Almost constant state of delusion

Hubbie

Registered User
Jan 1, 2022
21
0
My 64 year old wife is about 9 years into the Alzheimer's variant Posterior cortical atrophy. The progress of her condition was relatively slow for most of this period but there has been a rapid decline over the past month and she now lives in a constant state of delusion. Its hard enough trying to keep her settled during the day but she is also waking up confused in the nighttime. Last night she woke at 3am and talked continuously through the night about having cancer (she doesn't) and the police being on our lawn (they weren't) and this has continued for the past 7 hours, usually talking to people who aren't there.
A previous visit to the GP didn't instill me with confidence that they appreciate the seriousness of her condition. She isn't on any medication at the moment but I don't think we can carry on like this. Is anyone aware of a medicine that would help? Any advice or suggestions welcome.
 

Harky

Registered User
Oct 13, 2021
139
0
My wife is at that stage. She talks to pictures as if they were real and has some amazing conversations with them. She also talks to imaginary people and gets more and more intense in the conversations getting to the point where she gets annoyed with them. My answer is to start to get involved in the conversations and quickly distract her onto something else and she appears to then stop or sometimes I ask her to be quiet as I'm listening to something. May not work but worth a try as no 2 people with dementia are the same.
 

Hubbie

Registered User
Jan 1, 2022
21
0
My wife is at that stage. She talks to pictures as if they were real and has some amazing conversations with them. She also talks to imaginary people and gets more and more intense in the conversations getting to the point where she gets annoyed with them. My answer is to start to get involved in the conversations and quickly distract her onto something else and she appears to then stop or sometimes I ask her to be quiet as I'm listening to something. May not work but worth a try as no 2 people with dementia are the same.
Thanks. I have used similar distraction techniques and up to about a week ago they worked but now nothing seems to work.
 

Weasell

Registered User
Oct 21, 2019
1,778
0
You can go to the GP and tell them she is terrible at night (opinion) or you can go to the GP with an A4 form with time slots though the night at 15 minute intervals, E.G
2.00. Went to toilet
2.15 would not return to bed.
2.30 In lounge complaining she can see children playing on lawn. Hot chocolate made for her, and one slice of toast.
2.45 Not returning to bed. Has turned on Tv but not watching.
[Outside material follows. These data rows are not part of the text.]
impl Evaluator {
    pub(crate) fn eval_expr(&mut self, expr: &Expr) -> EvalResult<Value> {
        match &expr.kind {
            ExprKind::Literal(lit) => Ok(literal_value(lit)),
            ExprKind::Identifier(name) => self
                .env
                .get(name)
                .ok_or_else(|| self.runtime_error(RuntimeErrorKind::UndefinedVariable, format!("undefined variable '{name}'"), expr.position)),
            ExprKind::Array(items) => {
                let mut values = Vec::with_capacity(items.len());
                for item in items {
                    values.push(self.eval_expr(item)?);
                }
                Ok(Value::array(values))
            }
            ExprKind::Object(fields) => {
                let mut map = indexmap::IndexMap::new();
                for (name, value_expr) in fields {
                    let value = self.eval_expr(value_expr)?;
                    map.insert(name.clone(), value);
                }
                Ok(Value::object(map))
            }
            ExprKind::Template(parts) => self.eval_template(parts),
            ExprKind::Binary { op, left, right } => self.eval_binary(*op, left, right, expr.position),
            ExprKind::Unary { op, operand } => self.eval_unary(*op, operand, expr.position),
            ExprKind::Ternary { condition, if_true, if_false } => {
                if self.eval_expr(condition)?.is_truthy() {
                    self.eval_expr(if_true)
                } else {
                    self.eval_expr(if_false)
                }
            }
            ExprKind::Call { callee, args } => self.eval_call(callee, args, expr.position),
            ExprKind::Index { target, index } => {
                let container = self.eval_expr(target)?;
                let index_value = self.eval_expr(index)?;
                self.index_get(&container, &index_value, expr.position)
            }
            ExprKind::Property { target, name } => {
                let container = self.eval_expr(target)?;
                self.property_get(&container, name, expr.position)
            }
            ExprKind::FunctionExpr(def) => Ok(self.make_script_function(def, expr.position)),
        }
    }

    pub(crate) fn index_get(&self, container: &Value, index: &Value, position: Position) -> EvalResult<Value> {
        match container {
            Value::Array(arr) => {
                let i = require_array_index(self, index, position)?;
                let items = arr.lock().unwrap();
                items.get(i).cloned().ok_or_else(|| {
                    self.runtime_error(RuntimeErrorKind::IndexOutOfBounds, format!("index {i} out of bounds (len {})", items.len()), position)
                })
            }
            Value::Object(obj) => {
                let key = require_string_key(self, index, position)?;
                Ok(obj.lock().unwrap().get(&key).cloned().unwrap_or(Value::Nil))
            }
            other => Err(self.runtime_error(RuntimeErrorKind::TypeMismatch, format!("cannot index into {}", other.type_name()), position)),
        }
    }

    pub(crate) fn property_get(&self, container: &Value, name: &str, position: Position) -> EvalResult<Value> {
        match container {
            Value::Object(obj) => Ok(obj.lock().unwrap().get(name).cloned().unwrap_or(Value::Nil)),
            other => Err(self.runtime_error(
                RuntimeErrorKind::TypeMismatch,
                format!("cannot access property '{name}' on {}", other.type_name()),
                position,
            )),
        }
    }

    fn eval_binary(&mut self, op: BinOp, left: &Expr, right: &Expr, position: Position) -> EvalResult<Value> {
        match op {
            BinOp::And => {
                let l = self.eval_expr(left)?;
                if !l.is_truthy() {
                    return Ok(Value::Bool(false));
                }
                let r = self.eval_expr(right)?;
                return Ok(Value::Bool(r.is_truthy()));
            }
            BinOp::Or => {
                let l = self.eval_expr(left)?;
                if l.is_truthy() {
                    return Ok(Value::Bool(true));
                }
                let r = self.eval_expr(right)?;
                return Ok(Value::Bool(r.is_truthy()));
            }
            _ => {}
        }
        let l = self.eval_expr(left)?;
        let r = self.eval_expr(right)?;
        self.apply_binary(op, l, r, position)
    }

    pub(crate) fn apply_binary(&self, op: BinOp, l: Value, r: Value, position: Position) -> EvalResult<Value> {
        match op {
            BinOp::Add => match (&l, &r) {
                (Value::Number(a), Value::Number(b)) => Ok(Value::Number(a + b)),
                _ if matches!(l, Value::String(_)) || matches!(r, Value::String(_)) => Ok(Value::string(format!("{l}{r}"))),
                _ => Err(self.runtime_error(RuntimeErrorKind::TypeMismatch, "'+' requires numbers or a string operand", position)),
            },
            BinOp::Sub => numeric_op(self, l, r, position, "-", |a, b| Ok(a - b)),
            BinOp::Mul => numeric_op(self, l, r, position, "*", |a, b| Ok(a * b)),
            BinOp::Div => numeric_op(self, l, r, position, "/", |a, b| if b == 0.0 { Err(()) } else { Ok(a / b) }),
            BinOp::Mod => {
                if let (Value::Number(a), Value::Number(b)) = (&l, &r) {
                    if *b == 0.0 {
                        return Err(self.runtime_error(RuntimeErrorKind::DivisionByZero, "modulo by zero", position));
                    }
                    Ok(Value::Number(a % b))
                } else {
                    Err(self.runtime_error(RuntimeErrorKind::TypeMismatch, "'%' requires numbers", position))
                }
            }
            BinOp::Eq => Ok(Value::Bool(l.equals(&r))),
            BinOp::NotEq => Ok(Value::Bool(!l.equals(&r))),
            BinOp::Lt => compare(self, l, r, position, |o| o == std::cmp::Ordering::Less),
            BinOp::LtEq => compare(self, l, r, position, |o| o != std::cmp::Ordering::Greater),
            BinOp::Gt => compare(self, l, r, position, |o| o == std::cmp::Ordering::Greater),
            BinOp::GtEq => compare(self, l, r, position, |o| o != std::cmp::Ordering::Less),
            BinOp::And | BinOp::Or => unreachable!("short-circuit operators handled in eval_binary"),
        }
    }

    fn eval_unary(&mut self, op: UnOp, operand: &Expr, position: Position) -> EvalResult<Value> {
        match op {
            UnOp::Not => Ok(Value::Bool(!self.eval_expr(operand)?.is_truthy())),
            UnOp::Neg => match self.eval_expr(operand)? {
                Value::Number(n) => Ok(Value::Number(-n)),
                other => Err(self.runtime_error(RuntimeErrorKind::TypeMismatch, format!("cannot negate {}", other.type_name()), position)),
            },
            UnOp::PreInc | UnOp::PreDec => {
                let target = self.resolve_target_from_expr(operand)?;
                let current = self.read_resolved(&target)?;
                let n = match current {
                    Value::Number(n) => n,
                    other => {
                        return Err(self.runtime_error(
                            RuntimeErrorKind::TypeMismatch,
                            format!("cannot increment/decrement {}", other.type_name()),
                            position,
                        ))
                    }
                };
                let new_value = Value::Number(if op == UnOp::PreInc { n + 1.0 } else { n - 1.0 });
                self.write_resolved(&target, new_value.clone())?;
                Ok(new_value)
            }
        }
    }

    pub(crate) fn exec_assign(&mut self, target: &AssignTarget, op: AssignOp, value_expr: &Expr, position: Position) -> EvalResult<()> {
        let resolved = self.resolve_target(target)?;
        let new_value = if op == AssignOp::Assign {
            self.eval_expr(value_expr)?
        } else {
            let current = self.read_resolved(&resolved)?;
            let rhs = self.eval_expr(value_expr)?;
            let bin_op = match op {
                AssignOp::AddAssign => BinOp::Add,
                AssignOp::SubAssign => BinOp::Sub,
                AssignOp::MulAssign => BinOp::Mul,
                AssignOp::DivAssign => BinOp::Div,
                AssignOp::ModAssign => BinOp::Mod,
                AssignOp::Assign => unreachable!(),
            };
            self.apply_binary(bin_op, current, rhs, position)?
        };
        self.write_resolved(&resolved, new_value)
    }

    pub(crate) fn exec_post_inc_dec(&mut self, target: &AssignTarget, increment: bool, position: Position) -> EvalResult<()> {
        let resolved = self.resolve_target(target)?;
        let current = self.read_resolved(&resolved)?;
        let n = match current {
            Value::Number(n) => n,
            other => {
                return Err(self.runtime_error(
                    RuntimeErrorKind::TypeMismatch,
                    format!("cannot increment/decrement {}", other.type_name()),
                    position,
                ))
            }
        };
        let new_value = Value::Number(if increment { n + 1.0 } else { n - 1.0 });
        self.write_resolved(&resolved, new_value)
    }

    fn resolve_target(&mut self, target: &AssignTarget) -> EvalResult<Resolved> {
        match target {
            AssignTarget::Identifier(name) => Ok(Resolved::Identifier(name.clone())),
            AssignTarget::Declaration(name) => Ok(Resolved::Declaration(name.clone())),
            AssignTarget::Index { target, index } => {
                let container = self.eval_expr(target)?;
                let index_value = self.eval_expr(index)?;
                Ok(Resolved::Index { container, index: index_value, position: target.position })
            }
            AssignTarget::Property { target, name } => {
                let container = self.eval_expr(target)?;
                Ok(Resolved::Property { container, name: name.clone(), position: target.position })
            }
        }
    }

    /// Used by prefix `++`/`--`, which operate on an arbitrary lvalue
    /// expression rather than a statement-level `AssignTarget`.
    fn resolve_target_from_expr(&mut self, expr: &Expr) -> EvalResult<Resolved> {
        match &expr.kind {
            ExprKind::Identifier(name) => Ok(Resolved::Identifier(name.clone())),
            ExprKind::Index { target, index } => {
                let container = self.eval_expr(target)?;
                let index_value = self.eval_expr(index)?;
                Ok(Resolved::Index { container, index: index_value, position: expr.position })
            }
            ExprKind::Property { target, name } => {
                let container = self.eval_expr(target)?;
                Ok(Resolved::Property { container, name: name.clone(), position: expr.position })
            }
            _ => Err(self.runtime_error(RuntimeErrorKind::BadArgument, "invalid target for '++'/'--'", expr.position)),
        }
    }

    fn read_resolved(&self, resolved: &Resolved) -> EvalResult<Value> {
        match resolved {
            Resolved::Identifier(name) | Resolved::Declaration(name) => self
                .env
                .get(name)
                .ok_or_else(|| self.runtime_error(RuntimeErrorKind::UndefinedVariable, format!("undefined variable '{name}'"), Position::default())),
            Resolved::Index { container, index, position } => self.index_get(container, index, *position),
            Resolved::Property { container, name, position } => self.property_get(container, name, *position),
        }
    }

    fn write_resolved(&mut self, resolved: &Resolved, value: Value) -> EvalResult<()> {
        match resolved {
            Resolved::Identifier(name) => {
                self.env.assign(name, value);
                Ok(())
            }
            Resolved::Declaration(name) => {
                if self.env.is_param_here(name) {
                    return Err(self.runtime_error(
                        RuntimeErrorKind::BadArgument,
                        format!("'{name}' is already a parameter in this scope"),
                        Position::default(),
                    ));
                }
                self.env.mark_param(name);
                self.env.define(name.clone(), value);
                Ok(())
            }
            Resolved::Index { container, index, position } => match container {
                Value::Array(arr) => {
                    let i = require_array_index(self, index, *position)?;
                    let mut items = arr.lock().unwrap();
                    let len = items.len();
                    match items.get_mut(i) {
                        Some(slot) => {
                            *slot = value;
                            Ok(())
                        }
                        None => Err(self.runtime_error(RuntimeErrorKind::IndexOutOfBounds, format!("index {i} out of bounds (len {len})"), *position)),
                    }
                }
                Value::Object(obj) => {
                    let key = require_string_key(self, index, *position)?;
                    obj.lock().unwrap().insert(key, value);
                    Ok(())
                }
                other => Err(self.runtime_error(RuntimeErrorKind::TypeMismatch, format!("cannot index into {}", other.type_name()), *position)),
            },
            Resolved::Property { container, name, position } => match container {
                Value::Object(obj) => {
                    obj.lock().unwrap().insert(name.clone(), value);
                    Ok(())
                }
                other => Err(self.runtime_error(
                    RuntimeErrorKind::TypeMismatch,
                    format!("cannot set property '{name}' on {}", other.type_name()),
                    *position,
                )),
            },
        }
    }
}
Once you write it down it is evidence, not opinion.
If her body clock has gone you have big problems.
You need to return to the GP, losing that much sleep is bad for your own health.

There can be mixed opinions about feeding people at night. ( rewarding bad behaviour???)
I have strong opinions on this when it comes to dementia. If they don’t remember the snack in the morning then how can this apply?
So my advice is full tummies help sleep.